§ TRY IT: Scan the material below for the word "CliError", then copy every line in which it appears.
** RECORDED DATA follows **
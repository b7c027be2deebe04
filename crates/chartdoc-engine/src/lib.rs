//! Chartdoc Engine - Jinja2 rendering of chart documentation
//!
//! This crate provides a MiniJinja-based documentation engine with:
//! - Named built-in snippets (`chart.valuesTable`, `chart.badgesSection`, ...)
//! - Markdown and badge filters
//! - Human-readable error messages with suggestions

pub mod engine;
pub mod error;
pub mod filters;
pub mod suggestions;
pub mod templates;

pub use engine::{DocEngine, DocEngineBuilder, GENERATOR_NAME};
pub use error::{EngineError, TemplateError, TemplateErrorKind};
pub use suggestions::AVAILABLE_FILTERS;
pub use templates::{DEFAULT_TEMPLATE, DEFAULT_TEMPLATE_NAME};
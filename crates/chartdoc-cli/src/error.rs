//! CLI error types with exit code handling
//!
//! Per-chart errors are reported and skipped by the generate command; only
//! run-level failures reach `main`.

use chartdoc_core::CoreError;
use chartdoc_engine::EngineError;
use miette::Diagnostic;
use thiserror::Error;

use crate::exit_codes;

/// CLI-specific error type that includes exit code information
#[derive(Error, Debug, Diagnostic)]
pub enum CliError {
    /// The search root could not be walked
    #[error("Chart discovery failed: {source}")]
    #[diagnostic(code(chartdoc::cli::discovery))]
    Discovery {
        #[source]
        source: CoreError,
        #[help]
        help: Option<String>,
    },

    /// A chart manifest or values document could not be read
    #[error("Failed to read chart {chart}: {source}")]
    #[diagnostic(code(chartdoc::cli::chart))]
    Chart {
        chart: String,
        #[source]
        source: CoreError,
    },

    /// Template rendering failed
    #[error("Failed to render documentation for {chart}")]
    #[diagnostic(code(chartdoc::cli::template))]
    Render {
        chart: String,
        #[source]
        #[diagnostic_source]
        source: EngineError,
    },

    /// Reading a template or writing a document failed
    #[error("IO error on {path}: {source}")]
    #[diagnostic(code(chartdoc::cli::io))]
    Io {
        path: String,
        #[source]
        source: std::io::Error,
    },

    /// Check mode found out-of-date documents
    #[error("{count} document(s) are out of date")]
    #[diagnostic(
        code(chartdoc::cli::stale),
        help("run chartdoc without --check to regenerate them")
    )]
    Stale { count: usize },

    /// Internal error (unexpected failure)
    #[error("Internal error: {message}")]
    #[diagnostic(code(chartdoc::cli::internal))]
    Internal { message: String },
}

impl CliError {
    /// Get the exit code for this error
    pub fn exit_code(&self) -> i32 {
        match self {
            CliError::Stale { .. } => exit_codes::STALE_DOCS,
            _ => exit_codes::ERROR,
        }
    }

    /// Create a discovery error, with a hint for a missing root
    pub fn discovery(source: CoreError) -> Self {
        let help = matches!(source, CoreError::ChartNotFound { .. })
            .then(|| "check the --chart-search-root path".to_string());
        Self::Discovery { source, help }
    }

    /// Create an IO error for a path
    pub fn io(path: &std::path::Path, source: std::io::Error) -> Self {
        Self::Io {
            path: path.display().to_string(),
            source,
        }
    }

    /// Create an internal error
    pub fn internal(message: impl Into<String>) -> Self {
        Self::Internal {
            message: message.into(),
        }
    }
}

/// Result type for CLI operations
pub type Result<T> = std::result::Result<T, CliError>;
** End of RECORDED DATA **
§ TASK OUTPUT:
pub enum CliError {
impl CliError {
            CliError::Stale { .. } => exit_codes::STALE_DOCS,
pub type Result<T> = std::result::Result<T, CliError>;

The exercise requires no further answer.